Al menos en su concepción filosófica, sobre todo la de los clásicos del pacto social, los impuestos son la relación más directa entre la ciudadanía y sus gobernantes. Es el intercambio de responsabilidades y derechos que crea tanto al Estado liberal como al ciudadano. En su traducción moderna, a los ciudadanos se les exige que paguen impuestos como una contribución al desarrollo y mantenimiento de la sociedad. En un modelo democrático ideal, los representantes de la ciudadanía, los legisladores, se abocarían a defender el interés del ciudadano a través de asegurar que los impuestos sean razonables y proporcionales, a la vez que lo recaudado se empleará de una manera eficiente y útil al objetivo esencial, el del desarrollo, protección y mantenimiento de la sociedad. Desde esta perspectiva, la primera pregunta relevante es en qué medida México se apega a este esquema liberal.

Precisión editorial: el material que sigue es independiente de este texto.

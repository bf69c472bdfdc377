//! 运行器 - 编排层入口
//!
//! 一次运行：计划 → {Sequencer | BatchCoordinator} → Finalizer → OutputResolver。
//! 任何致命错误都立即终止运行，并连同已累积的结果一起返回。

use std::path::PathBuf;
use std::sync::Arc;

use thiserror::Error;
use tracing::{error, info};

use crate::clients::ProcessingApi;
use crate::error::{AppError, AppResult};
use crate::models::{Deliverable, PageResult, RunMode, RunOutcome, WorkPlan};
use crate::orchestrator::batch_coordinator::BatchCoordinator;
use crate::orchestrator::sequencer::{DocumentRun, RunRecord, Sequencer};
use crate::services::{DownloadWriter, Finalizer, OutputResolver};
use crate::workflow::{CancelFlag, ProgressTracker, RunProgress};

/// 成功运行的报告
#[derive(Debug)]
pub struct RunReport {
    pub outcome: RunOutcome,
    pub page_results: Vec<PageResult>,
    pub progress: RunProgress,
    pub job_ids: Vec<String>,
}

/// 失败的运行：终止错误以及失败前已累积的状态
#[derive(Debug, Error)]
#[error("运行失败 [{}]: 已完成 {} 页", .error.kind(), .page_results.len())]
pub struct RunFailure {
    #[source]
    pub error: AppError,
    pub page_results: Vec<PageResult>,
    pub progress: RunProgress,
    pub job_ids: Vec<String>,
}

/// 文档处理编排器
pub struct Orchestrator {
    api: Arc<dyn ProcessingApi>,
    download_dir: PathBuf,
    cancel: CancelFlag,
}

impl Orchestrator {
    pub fn new(api: Arc<dyn ProcessingApi>, download_dir: impl Into<PathBuf>) -> Self {
        Self {
            api,
            download_dir: download_dir.into(),
            cancel: CancelFlag::new(),
        }
    }

    /// 使用外部提供的取消标记
    pub fn with_cancel_flag(mut self, cancel: CancelFlag) -> Self {
        self.cancel = cancel;
        self
    }

    /// 执行一次完整运行
    ///
    /// 进度在开始时重置，之后只由本次运行写入
    pub async fn run(
        &self,
        plan: &WorkPlan,
        progress: &mut ProgressTracker,
    ) -> Result<RunReport, RunFailure> {
        progress.reset(plan);
        let mut record = RunRecord::default();

        match self.execute(plan, &mut record, progress).await {
            Ok(outcome) => {
                progress.finish();
                info!("🎉 {}", outcome.message());
                Ok(RunReport {
                    outcome,
                    page_results: record.page_results,
                    progress: progress.snapshot(),
                    job_ids: record.job_ids,
                })
            }
            Err(error) => {
                error!("❌ 运行终止 [{}]: {}", error.kind(), error);
                progress.fail(&error);
                Err(RunFailure {
                    error,
                    page_results: record.page_results,
                    progress: progress.snapshot(),
                    job_ids: record.job_ids,
                })
            }
        }
    }

    async fn execute(
        &self,
        plan: &WorkPlan,
        record: &mut RunRecord,
        progress: &mut ProgressTracker,
    ) -> AppResult<RunOutcome> {
        let deliverable = match plan.mode() {
            RunMode::Single => self.run_single(plan, record, progress).await?,
            RunMode::Batch => self.run_batch(plan, record, progress).await?,
        };

        let resolver = OutputResolver::new(
            self.api.clone(),
            DownloadWriter::new(self.download_dir.clone()),
        );
        resolver.resolve(&deliverable, plan.output()).await
    }

    /// 单文档：交付信息来自最后一页，不需要额外的汇总请求
    async fn run_single(
        &self,
        plan: &WorkPlan,
        record: &mut RunRecord,
        progress: &mut ProgressTracker,
    ) -> AppResult<Deliverable> {
        let entry = plan
            .entries()
            .first()
            .ok_or_else(|| AppError::invalid_selection("工作计划中没有文档"))?;

        let doc = DocumentRun {
            entry,
            prompt: plan.prompt(),
            output: plan.output(),
            document_index: 1,
            documents_total: 1,
            batch_member: false,
        };

        let hints = Sequencer::new(self.api.clone(), self.cancel.clone())
            .run(&doc, record, progress)
            .await?;

        Finalizer::from_last_page(hints, plan.output())
    }

    async fn run_batch(
        &self,
        plan: &WorkPlan,
        record: &mut RunRecord,
        progress: &mut ProgressTracker,
    ) -> AppResult<Deliverable> {
        let job_ids = BatchCoordinator::new(self.api.clone(), self.cancel.clone())
            .run(plan, record, progress)
            .await?;

        Finalizer::new(self.api.clone())
            .finalize_batch(&job_ids, plan.output())
            .await
    }
}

Por su parte, el gasto público entraña la rebatinga entre quienes van a emplear los fondos públicos, supuestamente para lograr ese bien general inherente al objetivo del pago de impuestos. En nuestro caso, los fondos públicos se disputan al menos en tres niveles: primero, cuánto le toca a la federación y cuánto a los estados y municipios; segundo, dentro del gobierno federal, cuánto a cada programa, proyecto y secretaría; y tercero cuánto le toca a cada estado y municipio. Aunque existen fórmulas para asignar recursos (por ejemplo, en función de la población de cada estado o sus niveles de pobreza o riqueza), la realidad es que la distribución siempre tiene un tono partidista: los partidos representados en el poder legislativo asignan recursos discrecionales en función del partido que está en el gobierno en cada entidad. En otras palabras, el gasto es también un factor de negociación política donde se premia y castiga según deciden los liderazgos respectivos tanto del ejecutivo como del legislativo.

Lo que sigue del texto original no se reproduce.